Тадамаса поклонился вошедшим не слишком низко — ровно настолько, чтобы подчеркнуть свой статус хозяина. Посол и его спутники ответили глубокими поклонами: в их жестах читались уважение и… лёгкая настороженность.
Когда Тадамаса поднял глаза, его взгляд застыл. Лицо главы делегации…— Не может быть… — в груди что-то неприятно сжалось.
«Говорят, молодой посол похож на японского аристократа…» — пробормотал он, ещё вчера воспринимая эти слухи как нечто несерьёзное. Но теперь…
Медленно поднявшись, Нагаи Тадамаса не сводил глаз с Ли Ёна. Он смотрел на него, словно увидел призрака из прошлого.Зал замер.
— Добро пожаловать в мой дом, глава корейской делегации, — наконец произнёс он, вновь обретая контроль над ситуацией.
Ли Ён сел только тогда, когда Тадамаса жестом указал ему на место. Он говорил сдержанно, с оттенком уважения:— Благодарю за тёплый приём, Тадамаса-сама. Для меня — честь вести переговоры с таким уважаемым человеком.
Но, Тадамаса почти не слушал. Его внимание поглотило другое: безупречный японский язык посла, мягкая интонация, совершенное произношение — будто отточенное с детства.

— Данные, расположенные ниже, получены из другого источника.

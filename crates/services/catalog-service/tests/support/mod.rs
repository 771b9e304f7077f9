//! Shared fixtures: in-memory SQLite with the real migrations, a recording
//! search index, an in-memory view cache and a controllable clock.
#![allow(dead_code)]

use std::collections::HashMap;
use std::sync::atomic::{AtomicBool, Ordering};
use std::sync::{Arc, Mutex};

use async_trait::async_trait;
use chrono::{DateTime, Duration, TimeZone, Utc};
use sea_orm::{ActiveModelTrait, DatabaseConnection, Set};
use uuid::Uuid;

use catalog_service_lib::infra::{Database, Persistence, ViewCache, ViewInvalidator};
use catalog_service_lib::repository::entities::{order, order_product, product, user};
use catalog_service_lib::search::{IndexOperation, SearchDocument, SearchIndex, SearchPatch};
use catalog_service_lib::service::{Collaborators, Services};
use common::{AppError, AppResult, DatabaseConfig, OutboxConfig};
use domain::{Clock, CurrentUser, ProductId, UserRole};

pub const PLACEHOLDER: &str = "/placeholder.jpg";
pub const MAX_ATTEMPTS: i32 = 3;
pub const LEASE_SECONDS: i64 = 30;

/// Clock that only moves when told to.
pub struct TestClock {
    now: Mutex<DateTime<Utc>>,
}

impl TestClock {
    pub fn new() -> Self {
        Self {
            now: Mutex::new(Utc.with_ymd_and_hms(2024, 5, 1, 12, 0, 0).unwrap()),
        }
    }

    pub fn advance(&self, by: Duration) {
        *self.now.lock().unwrap() += by;
    }
}

impl Clock for TestClock {
    fn now(&self) -> DateTime<Utc> {
        *self.now.lock().unwrap()
    }
}

/// Search index that records operations, keeps the resulting documents and
/// can be switched to fail.
#[derive(Default)]
pub struct RecordingIndex {
    operations: Mutex<Vec<IndexOperation>>,
    documents: Mutex<HashMap<String, SearchDocument>>,
    failing: AtomicBool,
}

impl RecordingIndex {
    pub fn set_failing(&self, failing: bool) {
        self.failing.store(failing, Ordering::SeqCst);
    }

    pub fn operations(&self) -> Vec<IndexOperation> {
        self.operations.lock().unwrap().clone()
    }

    /// Indexed document for an object id, as the provider would hold it.
    pub fn document(&self, object_id: &str) -> Option<SearchDocument> {
        self.documents.lock().unwrap().get(object_id).cloned()
    }

    fn record(&self, operation: IndexOperation) -> AppResult<()> {
        if self.failing.load(Ordering::SeqCst) {
            return Err(AppError::search_index("503 Service Unavailable"));
        }
        let mut documents = self.documents.lock().unwrap();
        match &operation {
            IndexOperation::Save { document } => {
                documents.insert(document.object_id.clone(), document.clone());
            }
            IndexOperation::PartialUpdate { patch } => {
                if let Some(document) = documents.get_mut(&patch.object_id) {
                    document.id = patch.id;
                    document.product_type = patch.product_type.clone();
                    document.variant_images = patch.variant_images.clone();
                }
            }
            IndexOperation::Delete { object_id } => {
                documents.remove(object_id);
            }
        }
        self.operations.lock().unwrap().push(operation);
        Ok(())
    }
}

#[async_trait]
impl SearchIndex for RecordingIndex {
    async fn save_object(&self, document: &SearchDocument) -> AppResult<()> {
        self.record(IndexOperation::Save {
            document: document.clone(),
        })
    }

    async fn partial_update_object(&self, patch: &SearchPatch) -> AppResult<()> {
        self.record(IndexOperation::PartialUpdate {
            patch: patch.clone(),
        })
    }

    async fn delete_object(&self, object_id: &str) -> AppResult<()> {
        self.record(IndexOperation::Delete {
            object_id: object_id.to_string(),
        })
    }
}

/// View cache backed by a map; invalidation bumps the path's generation and
/// removes the entry.
#[derive(Default)]
pub struct MemoryViews {
    entries: Mutex<HashMap<String, String>>,
    generations: Mutex<HashMap<String, u64>>,
    invalidated: Mutex<Vec<String>>,
}

impl MemoryViews {
    pub fn invalidated(&self) -> Vec<String> {
        self.invalidated.lock().unwrap().clone()
    }

    pub fn is_cached(&self, path: &str) -> bool {
        self.entries.lock().unwrap().contains_key(path)
    }
}

#[async_trait]
impl ViewInvalidator for MemoryViews {
    async fn revalidate_path(&self, path: &str) {
        *self
            .generations
            .lock()
            .unwrap()
            .entry(path.to_string())
            .or_default() += 1;
        self.entries.lock().unwrap().remove(path);
        self.invalidated.lock().unwrap().push(path.to_string());
    }
}

#[async_trait]
impl ViewCache for MemoryViews {
    async fn get_json(&self, path: &str) -> Option<String> {
        self.entries.lock().unwrap().get(path).cloned()
    }

    async fn generation(&self, path: &str) -> Option<u64> {
        Some(self.generations.lock().unwrap().get(path).copied().unwrap_or(0))
    }

    async fn set_json_if(&self, path: &str, json: String, generation: u64) -> bool {
        let generations = self.generations.lock().unwrap();
        if generations.get(path).copied().unwrap_or(0) != generation {
            return false;
        }
        self.entries.lock().unwrap().insert(path.to_string(), json);
        true
    }
}

pub struct TestApp {
    pub database: Arc<Database>,
    pub db: DatabaseConnection,
    pub persistence: Persistence,
    pub services: Services,
    pub index: Arc<RecordingIndex>,
    pub views: Arc<MemoryViews>,
    pub clock: Arc<TestClock>,
}

/// Fresh in-memory database with all migrations applied.
pub async fn connect() -> Database {
    let config = DatabaseConfig {
        url: "sqlite::memory:".to_string(),
        max_connections: 1,
        min_connections: 1,
    };
    Database::connect(&config)
        .await
        .expect("in-memory sqlite with migrations")
}

pub fn outbox_config() -> OutboxConfig {
    OutboxConfig {
        batch_size: 50,
        max_attempts: MAX_ATTEMPTS,
        poll_interval_ms: 10,
        lease_seconds: LEASE_SECONDS,
    }
}

pub async fn setup() -> TestApp {
    setup_with_cache(|_, views| views as Arc<dyn ViewCache>).await
}

/// Like [`setup`], with the view cache built from the database and the
/// in-memory views.
pub async fn setup_with_cache<F>(cache: F) -> TestApp
where
    F: FnOnce(&DatabaseConnection, Arc<MemoryViews>) -> Arc<dyn ViewCache>,
{
    let database = Arc::new(connect().await);
    let db = database.get_connection();
    let index = Arc::new(RecordingIndex::default());
    let views = Arc::new(MemoryViews::default());
    let clock = Arc::new(TestClock::new());
    let cache = cache(&db, views.clone());

    let services = Services::from_connection(
        db.clone(),
        Collaborators {
            index: index.clone(),
            views: views.clone(),
            cache,
            clock: clock.clone(),
        },
        outbox_config(),
        PLACEHOLDER.to_string(),
    );

    TestApp {
        database,
        persistence: Persistence::new(db.clone()),
        db,
        services,
        index,
        views,
        clock,
    }
}

/// Insert an account the way the external auth provider would.
pub async fn seed_user(db: &DatabaseConnection, role: UserRole) -> CurrentUser {
    let id = Uuid::new_v4();
    let email = format!("{}@example.com", id.simple());
    user::ActiveModel {
        id: Set(id),
        name: Set(Some("Test User".to_string())),
        email: Set(Some(email.clone())),
        email_verified: Set(None),
        image: Set(None),
        password: Set(None),
        role: Set(role.to_string()),
        two_factor_enabled: Set(false),
        customer_id: Set(None),
    }
    .insert(db)
    .await
    .expect("insert user");

    CurrentUser { id, email, role }
}

pub async fn seed_product(db: &DatabaseConnection, title: &str, price: f32) -> ProductId {
    product::ActiveModel {
        title: Set(title.to_string()),
        description: Set(format!("{} description", title)),
        price: Set(price),
        created: Set(Utc::now()),
        ..Default::default()
    }
    .insert(db)
    .await
    .expect("insert product")
    .id
}

/// Order with a single line for the given variant.
pub async fn seed_order_line(
    db: &DatabaseConnection,
    user_id: Uuid,
    product_id: ProductId,
    variant_id: i32,
) -> i32 {
    let order = order::ActiveModel {
        user_id: Set(user_id),
        total: Set(10.0),
        status: Set("succeeded".to_string()),
        created: Set(Utc::now()),
        receipt_url: Set(None),
        payment_intent_id: Set(None),
        ..Default::default()
    }
    .insert(db)
    .await
    .expect("insert order");

    order_product::ActiveModel {
        quantity: Set(1),
        product_variant_id: Set(variant_id),
        product_id: Set(product_id),
        order_id: Set(order.id),
        ..Default::default()
    }
    .insert(db)
    .await
    .expect("insert order line")
    .id
}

«Если он не японец, почему же говорит так чисто?.. Корейцы так не говорят», — с недоверием подумал Тадамаса. Молчание затянулось. — Простите, Тадамаса-сама, — осторожно произнёс Ли Ён. — Может быть, пригласим вашего переводчика? Его голос был спокоен, но в нём прозвучала едва уловимая провокация. Японская и корейская делегации переглянулись, уловив неясное напряжение между хозяином Тайсэйдзана и молодым послом.
Тадамаса поднял голову. — Посол… — он словно подбирал слова. — Ли Ён Су-сан, — негромко подсказал секретарь. — Ли Ён Су-сан, — повторил Тадамаса и кивнул. — Прошу вас зайти ко мне в кабинет в tori no koku — в Час Петуха. Там мы всё обсудим… более подробно.
Тадамаса поклонился чуть ниже, чем прежде, и, не оглядываясь, покинул зал. Он стремительно направлялся к жене.Волнение, сомнения и странное предчувствие переполняли его, заставляя сердце биться быстрее.